Monday, May 21, 2018

A Box to the Left




Packing central here. Movers will be here before I know it. Today I’m spending time figuring out which personal items to gather in the boxes that will go with us across country, and which to load onto the moving van.

How does one decide which photo albums are the most meaningful, which childhood drawings possess the most value? And please, is it even possible to sort through my 25+ writing journals? Laughing as I factor in which one I’d be most horrified if somehow it got tossed from the moving van and discovered by an innocent bystander. Imagining Joe Shmoe reading, eyes wide, about a character plotting murder, certain he’s stumbled upon something truly sinister. (Nope, Joe, just hashing out a novel.) I know what Joe’s really stumbled upon—a woman who couldn’t possibly sort the can’t-leave-it-behind important items from all the rest.

In the end, they’re all simply things. Stuff. Try as I might, I can’t shove memories—a lifetime—into a box. I can toy with collecting the sentimental, piling in special photographs, letters, and memorabilia,
as well as passports, medical papers, and school forms.

How do you respond when people ask you what you’d run back in to save if your house was on fire?

I’ve heard pets, photo albums, the Bible, as well as other poignant books. I’m creating a box of memories and it will fall short. It will be incomplete. It won’t make sense to most.

Love, nature walks, laughter, ugly cries, growth, deep and loyal affection—they don’t fit in a box. They exist somewhere else entirely. They’ll be going with me in the car alright because they’re stitched into my being—not to be lost or mistakenly read by some Joe Shmoe. The aforementioned—those are the workings of my life. They go with me everywhere—accessible at any given time.

*Be back sometime in June…on the road again.

Monday, May 14, 2018

The Nest Part II



Life and its mysteries. The day after I wrote my last post, I headed to our basement to continue the packing process. Look what I came across under our deck…


 A mama bird with three baby birds.

One of my daughters drew this for me for Mother’s Day. 

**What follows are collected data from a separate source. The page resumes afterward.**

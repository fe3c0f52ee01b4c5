//! Gemini API transport for the agent loop
//!
//! Sends one prompt, validates the response envelope and retries with a
//! linear backoff. Uses a long-lived reqwest::Client for connection pooling.

use crate::error::TransportError;
use async_trait::async_trait;
use reqwest::Client;
use serde::{Deserialize, Serialize};
use std::future::Future;
use std::sync::RwLock;
use std::time::Duration;
use tracing::{debug, info, warn};

/// Sends a prompt to the model and returns its text reply
#[async_trait]
pub trait LlmTransport: Send + Sync {
    async fn send(&self, prompt: &str) -> Result<String, TransportError>;

    /// Replace the credential used for subsequent requests
    fn set_credential(&self, _credential: &str) {}
}

/// Retry bound and linear backoff base
#[derive(Debug, Clone, Copy, PartialEq)]
pub struct RetryPolicy {
    pub max_attempts: u32,
    pub base_delay: Duration,
}

impl Default for RetryPolicy {
    fn default() -> Self {
        Self {
            max_attempts: 3,
            base_delay: Duration::from_secs(1),
        }
    }
}

impl RetryPolicy {
    /// Delay after failed attempt `attempt` (1-based)
    pub fn delay_after(&self, attempt: u32) -> Duration {
        self.base_delay * attempt
    }
}

/// Run `attempt` until it succeeds or the policy is spent
pub async fn retry_with_backoff<F, Fut>(
    policy: &RetryPolicy,
    mut attempt: F,
) -> Result<String, TransportError>
where
    F: FnMut(u32) -> Fut,
    Fut: Future<Output = Result<String, String>>,
{
    let mut last_error = String::from("no attempt made");

    for n in 1..=policy.max_attempts {
        match attempt(n).await {
            Ok(text) => return Ok(text),
            Err(e) => {
                warn!(attempt = n, max_attempts = policy.max_attempts, error = %e, "LLM request failed");
                last_error = e;
            }
        }

        if n < policy.max_attempts {
            tokio::time::sleep(policy.delay_after(n)).await;
        }
    }

    Err(TransportError {
        attempts: policy.max_attempts,
        message: last_error,
    })
}

/// Reusable Gemini client (connection-pooled)
pub struct GeminiClient {
    client: Client,
    api_key: RwLock<String>,
    url: String,
    retry: RetryPolicy,
}

impl GeminiClient {
    pub fn new(api_key: String, base_url: &str, model: &str) -> crate::Result<Self> {
        let client = Client::builder()
            .pool_idle_timeout(Duration::from_secs(90))
            .pool_max_idle_per_host(8)
            .timeout(Duration::from_secs(60))
            .build()?;

        Ok(Self {
            client,
            api_key: RwLock::new(api_key),
            url: format!(
                "{}/{}:generateContent",
                base_url.trim_end_matches('/'),
                model
            ),
            retry: RetryPolicy::default(),
        })
    }

    pub fn with_retry(mut self, retry: RetryPolicy) -> Self {
        self.retry = retry;
        self
    }

    fn current_key(&self) -> String {
        self.api_key
            .read()
            .map(|key| key.clone())
            .unwrap_or_default()
    }

    /// One request/response round trip, no retry
    async fn generate_once(&self, prompt: &str) -> Result<String, String> {
        let request = GeminiRequest {
            contents: vec![Content {
                parts: vec![Part {
                    text: prompt.to_string(),
                }],
            }],
            generation_config: GenerationConfig {
                temperature: 0.2,
                top_p: 0.9,
                top_k: 40,
                max_output_tokens: 512,
            },
        };

        let response = self
            .client
            .post(&self.url)
            .header("x-goog-api-key", self.current_key())
            .json(&request)
            .send()
            .await
            .map_err(|e| format!("Gemini API request failed: {}", e))?;

        let status = response.status();
        if !status.is_success() {
            let error_text = response.text().await.unwrap_or_default();
            return Err(format!("Gemini API returned {}: {}", status, error_text));
        }

        let envelope: GeminiResponse = response
            .json()
            .await
            .map_err(|e| format!("Gemini parse error: {}", e))?;

        extract_text(&envelope)
    }
}

#[async_trait]
impl LlmTransport for GeminiClient {
    async fn send(&self, prompt: &str) -> Result<String, TransportError> {
        if self.current_key().is_empty() {
            return Err(TransportError {
                attempts: 0,
                message: "GEMINI_API_KEY not configured".to_string(),
            });
        }

        info!(prompt_chars = prompt.len(), "Calling Gemini API");

        let text = retry_with_backoff(&self.retry, |attempt| async move {
            debug!(attempt, "Gemini attempt");
            self.generate_once(prompt).await
        })
        .await?;

        debug!(response = %text, "Gemini response received");
        Ok(text)
    }

    fn set_credential(&self, credential: &str) {
        if let Ok(mut key) = self.api_key.write() {
            if *key != credential {
                *key = credential.to_string();
            }
        }
    }
}

/// Pull the first candidate's text out of an envelope
pub fn extract_text(envelope: &GeminiResponse) -> Result<String, String> {
    let candidate = envelope
        .candidates
        .first()
        .ok_or_else(|| "No candidates in Gemini response".to_string())?;

    let text: String = candidate
        .content
        .as_ref()
        .map(|c| c.parts.iter().map(|p| p.text.as_str()).collect())
        .unwrap_or_default();

    let text = text.trim();
    if text.is_empty() {
        return Err("Empty response from Gemini".to_string());
    }

    Ok(text.to_string())
}

#[derive(Debug, Serialize)]
#[serde(rename_all = "camelCase")]
struct GeminiRequest {
    contents: Vec<Content>,
    generation_config: GenerationConfig,
}

#[derive(Debug, Serialize, Deserialize)]
pub struct Content {
    #[serde(default)]
    pub parts: Vec<Part>,
}

#[derive(Debug, Serialize, Deserialize)]
pub struct Part {
    #[serde(default)]
    pub text: String,
}

#[derive(Debug, Serialize)]
#[serde(rename_all = "camelCase")]
struct GenerationConfig {
    temperature: f32,
    top_p: f32,
    top_k: i32,
    max_output_tokens: i32,
}

#[derive(Debug, Deserialize)]
#[serde(rename_all = "camelCase")]
pub struct GeminiResponse {
    #[serde(default)]
    pub candidates: Vec<Candidate>,
}

#[derive(Debug, Deserialize)]
#[serde(rename_all = "camelCase")]
pub struct Candidate {
    pub content: Option<Content>,
    pub finish_reason: Option<String>,
}
//! Error types for the stock watch agent

use thiserror::Error;

/// Result type alias for agent operations
pub type Result<T> = std::result::Result<T, AgentError>;

#[derive(Error, Debug)]
pub enum AgentError {

    // =============================
    // Core Pipeline Errors
    // =============================

    /// Bad user input, rejected before a session starts
    #[error("Validation error: {0}")]
    Validation(String),

    #[error(transparent)]
    Transport(#[from] TransportError),

    #[error(transparent)]
    Action(#[from] ActionError),

    #[error("Quote provider error: {0}")]
    Quote(String),

    #[error("State persistence error: {0}")]
    State(String),

    #[error("Configuration error: {0}")]
    Config(String),

    // =============================
    // External Library Conversions
    // =============================

    #[error("Serialization error: {0}")]
    Serialization(#[from] serde_json::Error),

    #[error("HTTP client error: {0}")]
    Http(#[from] reqwest::Error),

    #[error("IO error: {0}")]
    Io(#[from] std::io::Error),
}

/// LLM call failed after every retry was spent
#[derive(Error, Debug, Clone, PartialEq)]
#[error("LLM request failed after {attempts} attempt(s): {message}")]
pub struct TransportError {
    pub attempts: u32,
    pub message: String,
}

/// Failure raised by a catalog action
#[derive(Error, Debug, Clone, PartialEq)]
pub enum ActionError {
    #[error("Unknown action: {0}")]
    UnknownAction(String),

    #[error("Missing argument '{argument}' for {action}")]
    MissingArgument { action: String, argument: String },

    #[error("Invalid argument for {action}: {detail}")]
    InvalidArgument { action: String, detail: String },

    #[error("{action} failed: {detail}")]
    UpstreamFailure { action: String, detail: String },
}

#[derive(Debug, Clone, Copy, PartialEq, Eq)]
pub enum ActionErrorKind {
    UnknownAction,
    MissingArgument,
    InvalidArgument,
    UpstreamFailure,
}

impl ActionError {
    pub fn kind(&self) -> ActionErrorKind {
        match self {
            ActionError::UnknownAction(_) => ActionErrorKind::UnknownAction,
            ActionError::MissingArgument { .. } => ActionErrorKind::MissingArgument,
            ActionError::InvalidArgument { .. } => ActionErrorKind::InvalidArgument,
            ActionError::UpstreamFailure { .. } => ActionErrorKind::UpstreamFailure,
        }
    }

    pub fn missing(action: &str, argument: &str) -> Self {
        ActionError::MissingArgument {
            action: action.to_string(),
            argument: argument.to_string(),
        }
    }

    pub fn invalid(action: &str, detail: impl Into<String>) -> Self {
        ActionError::InvalidArgument {
            action: action.to_string(),
            detail: detail.into(),
        }
    }

    pub fn upstream(action: &str, detail: impl Into<String>) -> Self {
        ActionError::UpstreamFailure {
            action: action.to_string(),
            detail: detail.into(),
        }
    }
}
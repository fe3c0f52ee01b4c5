//! Agent loop - drives one session from user request to terminal state
//!
//! PROMPT → LLM → PARSE → EXECUTE → (append to transcript) → PROMPT ...
//! until a final answer, an error, or the step ceiling.

use crate::config::AgentConfig;
use crate::error::AgentError;
use crate::execution::ActionExecutor;
use crate::gemini::LlmTransport;
use crate::models::{
    AgentStepOutcome, LogEntry, LogKind, ParsedInstruction, SessionId, SessionOutcome,
    SessionReport,
};
use crate::parser::parse_response;
use crate::prompt::{build_prompt, SYSTEM_PROMPT};
use crate::state::{append_logs, StateStore};
use crate::Result;
use std::sync::Arc;
use tokio::sync::Mutex;
use tracing::{debug, error, info, warn};

pub mod validation;

pub use validation::{derive_lookup_query, validate_request};

/// Owns the mutable state of one in-flight session
struct Session<'a> {
    id: SessionId,
    input: &'a str,
    transcript: Vec<LogEntry>,
    fallback_used: bool,
}

impl<'a> Session<'a> {
    fn new(input: &'a str) -> Self {
        let id = SessionId::new();
        Self {
            id,
            input,
            transcript: vec![LogEntry::text(id, LogKind::Input, input)],
            fallback_used: false,
        }
    }

    fn log(&mut self, kind: LogKind, text: impl Into<String>) {
        self.transcript.push(LogEntry::text(self.id, kind, text));
    }
}

pub struct AgentLoop {
    transport: Arc<dyn LlmTransport>,
    executor: ActionExecutor,
    store: Arc<dyn StateStore>,
    config: AgentConfig,
    system_prompt: String,
    /// One session at a time; later submissions wait
    session_lock: Mutex<()>,
}

impl AgentLoop {
    pub fn new(
        transport: Arc<dyn LlmTransport>,
        executor: ActionExecutor,
        store: Arc<dyn StateStore>,
        config: AgentConfig,
    ) -> Self {
        Self {
            transport,
            executor,
            store,
            config,
            system_prompt: SYSTEM_PROMPT.to_string(),
            session_lock: Mutex::new(()),
        }
    }

    pub fn with_system_prompt(mut self, system_prompt: impl Into<String>) -> Self {
        self.system_prompt = system_prompt.into();
        self
    }

    pub fn config(&self) -> &AgentConfig {
        &self.config
    }

    /// Run one session for a user request
    pub async fn run(&self, input: &str) -> Result<SessionReport> {
        let input = input.trim();
        validate_request(input)?;

        let _guard = self.session_lock.lock().await;

        let settings = self.store.load_settings().await?;
        if settings.credential.trim().is_empty() {
            return Err(AgentError::Validation(
                "API key is not configured".to_string(),
            ));
        }
        self.transport.set_credential(settings.credential.trim());

        let mut session = Session::new(input);
        let max_steps = self.config.max_steps;

        info!(session_id = %session.id, max_steps, request = %input, "Agent session started");

        let mut steps = 0;
        let outcome = 'session: {
            while steps < max_steps {
                steps += 1;
                debug!(session_id = %session.id, step = steps, "Agent step");

                match self.step(&mut session).await {
                    AgentStepOutcome::Continue => {}
                    AgentStepOutcome::Done { message } => {
                        break 'session SessionOutcome::Succeeded { message };
                    }
                    AgentStepOutcome::Failed { reason } => {
                        break 'session SessionOutcome::Failed { reason };
                    }
                }
            }
            SessionOutcome::BudgetExhausted { steps }
        };

        match &outcome {
            SessionOutcome::Succeeded { message } => {
                info!(session_id = %session.id, steps, "Agent session succeeded");
                session.log(LogKind::Final, message.clone());
            }
            SessionOutcome::Failed { reason } => {
                error!(session_id = %session.id, steps, reason = %reason, "Agent session failed");
                session.log(LogKind::Error, reason.clone());
            }
            SessionOutcome::BudgetExhausted { .. } => {
                warn!(session_id = %session.id, steps, "Agent session hit the step ceiling");
                session.log(LogKind::Error, outcome.summary());
            }
        }

        if let Err(e) = append_logs(self.store.as_ref(), &session.transcript).await {
            warn!(session_id = %session.id, error = %e, "Failed to persist agent logs");
        }

        Ok(SessionReport {
            session_id: session.id,
            outcome,
            steps,
            transcript: session.transcript,
        })
    }

    /// One PROMPT → LLM → PARSE → EXECUTE iteration
    async fn step(&self, session: &mut Session<'_>) -> AgentStepOutcome {
        let prompt = build_prompt(
            &self.system_prompt,
            session.input,
            &session.transcript,
            session.id,
        );

        let raw = match self.transport.send(&prompt).await {
            Ok(raw) => raw,
            Err(e) => {
                return AgentStepOutcome::Failed {
                    reason: e.to_string(),
                }
            }
        };
        session.log(LogKind::LlmResponse, raw.clone());

        match parse_response(&raw) {
            ParsedInstruction::FunctionCall { name, args } => {
                self.run_action(session, &name, &args).await
            }
            ParsedInstruction::FinalAnswer { message } => AgentStepOutcome::Done { message },
            ParsedInstruction::ErrorSignal {
                message,
                inferred: false,
            } => AgentStepOutcome::Failed { reason: message },
            ParsedInstruction::ErrorSignal {
                message,
                inferred: true,
            } => {
                // Model ignored the protocol; note it and give it another step
                warn!(session_id = %session.id, message = %message, "Response without directive");
                session.log(LogKind::Error, message);
                AgentStepOutcome::Continue
            }
            ParsedInstruction::Unparseable => self.fallback(session).await,
        }
    }

    async fn run_action(
        &self,
        session: &mut Session<'_>,
        name: &str,
        args: &[String],
    ) -> AgentStepOutcome {
        session
            .transcript
            .push(LogEntry::call(session.id, name, args));

        match self.executor.execute(name, args).await {
            Ok(result) => {
                session.log(LogKind::Result, result);
                AgentStepOutcome::Continue
            }
            Err(e) => AgentStepOutcome::Failed {
                reason: e.to_string(),
            },
        }
    }

    /// One-shot recovery: look up whatever the request names once the
    /// command words are stripped
    async fn fallback(&self, session: &mut Session<'_>) -> AgentStepOutcome {
        if session.fallback_used {
            return AgentStepOutcome::Failed {
                reason: "Could not parse the model response".to_string(),
            };
        }
        session.fallback_used = true;

        let Some(query) = derive_lookup_query(session.input) else {
            return AgentStepOutcome::Failed {
                reason: "Could not parse the model response".to_string(),
            };
        };

        info!(session_id = %session.id, query = %query, "Falling back to implicit symbol lookup");
        self.run_action(session, "lookup_symbol", &[query]).await
    }
}
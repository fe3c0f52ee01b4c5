//! Response parser for the directive protocol
//!
//! Turns one raw model reply into a `ParsedInstruction`. Never fails: replies
//! without a directive are mapped to an error message the user can act on.

use crate::models::ParsedInstruction;
use tracing::{debug, warn};

pub const FUNCTION_CALL: &str = "FUNCTION_CALL:";
pub const FINAL_ANSWER: &str = "FINAL_ANSWER:";
pub const ERROR: &str = "ERROR:";

/// Markers in priority order
const MARKERS: [&str; 3] = [FUNCTION_CALL, FINAL_ANSWER, ERROR];

const INTENT_KEYWORDS: &[&str] = &["add", "watch", "monitor", "track"];

/// Parse a raw model reply
pub fn parse_response(raw: &str) -> ParsedInstruction {
    let text = raw.trim();

    for line in text.lines() {
        // ASCII-only uppercasing keeps byte offsets aligned with `line`
        let upper = line.to_ascii_uppercase();
        let Some((marker, offset)) = MARKERS
            .into_iter()
            .find_map(|m| upper.find(m).map(|offset| (m, offset)))
        else {
            continue;
        };

        debug!(marker, line = %line.trim(), "Directive found");

        let payload = line[offset + marker.len()..].trim();
        return match marker {
            FUNCTION_CALL => parse_function_call(line, payload),
            FINAL_ANSWER => ParsedInstruction::FinalAnswer {
                message: payload_or(payload, "Task completed"),
            },
            _ => ParsedInstruction::ErrorSignal {
                message: payload_or(payload, "Unknown error"),
                inferred: false,
            },
        };
    }

    infer_error(text)
}

fn parse_function_call(line: &str, payload: &str) -> ParsedInstruction {
    let mut segments = payload.split('|').map(str::trim);

    let name = segments.next().unwrap_or_default();
    let marker_token = FUNCTION_CALL.trim_end_matches(':');

    // Echoed marker, either bare or as a second "FUNCTION_CALL: name"
    let echoed = name
        .get(..marker_token.len())
        .is_some_and(|head| head.eq_ignore_ascii_case(marker_token));

    if name.is_empty() || echoed {
        warn!(line = %line.trim(), "Rejected function call with invalid action name");
        return ParsedInstruction::Unparseable;
    }

    let args = segments
        .filter(|s| !s.is_empty())
        .map(str::to_string)
        .collect();

    ParsedInstruction::FunctionCall {
        name: name.to_string(),
        args,
    }
}

fn payload_or(payload: &str, default: &str) -> String {
    if payload.is_empty() {
        default.to_string()
    } else {
        payload.to_string()
    }
}

fn infer_error(text: &str) -> ParsedInstruction {
    let lowered = text.to_lowercase();

    let message = if (lowered.contains("function_call") || lowered.contains("function call"))
        && lowered.contains(':')
    {
        "Malformed function call. Use the format FUNCTION_CALL: name|arg1|arg2"
    } else if INTENT_KEYWORDS.iter().any(|k| lowered.contains(k)) {
        "Response did not follow the required format. Reply with FUNCTION_CALL: or FINAL_ANSWER:"
    } else {
        "Could not understand the response"
    };

    debug!(message, "No directive in response, inferred error");

    ParsedInstruction::ErrorSignal {
        message: message.to_string(),
        inferred: true,
    }
}
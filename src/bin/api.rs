use stock_watch_agent::{
    api::{start_server, ApiState},
    config::AppConfig,
    runtime::{setup_logger, Runtime},
};
use tracing::{info, warn};

#[tokio::main]
async fn main() -> Result<(), Box<dyn std::error::Error>> {
    // Load environment variables
    dotenv::dotenv().ok();
    setup_logger("info,tower_http=debug");

    let config = AppConfig::from_env()?;
    if config.gemini_api_key.is_empty() {
        warn!("GEMINI_API_KEY not set; set it through PUT /api/settings before running the agent");
    }

    info!("Stock Watch Agent - API Server");
    info!("Port: {}", config.port);

    let runtime = Runtime::build(&config).await?;

    // Background price checks
    let _monitor = runtime.monitor.clone().spawn();

    let state = ApiState {
        agent: runtime.agent,
        store: runtime.store,
        monitor: runtime.monitor,
    };

    info!("Starting API server...");
    start_server(state, config.port).await?;

    Ok(())
}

My girls were amused at how smitten I’ve been all week by this mama and her babies. Then yesterday, on Mother’s Day, the babies took to the sky.

The nest is empty.

I find the timing of all of this—discovering the nest and the babies flying off—quite symbolic considering my last post.

Monday, May 7, 2018

To Nest or Not To Nest



When we moved to our new home in Georgia a little over a year ago, I had plans. I was determined to root and to do all I could to help my girls to acclimate to the area. I foolishly believed we’d be in this house for a long time, maybe forever. My determination to feel settled turned into a mild obsession. I researched everything. I memorized streets, programs, and other aspects of the community. In time, I’ve come to understand I’d been mimicking the behavior of a mama bird. Wiring in my brain triggered me to make this place home in every way possible.

While attempting to ingrain in our new surroundings to the best of my abilities, I simultaneously found myself hesitating. And I never understood what was behind that hesitation . . . until now.

One year later and we’re headed to a new home. California here we come. I’m about to hit the restart button on all that acclimating and adapting.

I liken my experience here in Georgia to a bird I grew quickly fascinated by outside my office window last year. The mama bird captivated me as she gathered grass and fronds, creating a messy nest atop a column. I loved watching her work, and even captured a few photos. Mama bird proved a nice distraction from writing on more than one occasion. In hindsight, I’m glad I took the time to study this bird.

Because she’s me.

She fretted and swooped and tamped down twigs before they could fall, but they fell anyway. The mama bird never did lay eggs in the nest she spent hours to build. After I told my mom about the bird, she informed me some birds create fake nests to distract predators from the real ones. I wouldn’t say our current home is a fake nest, but I do see now how temporary this stop-over in Georgia was. I’d laugh at my crazy attempts to root and nest, if it weren’t so human—such a mom thing to do.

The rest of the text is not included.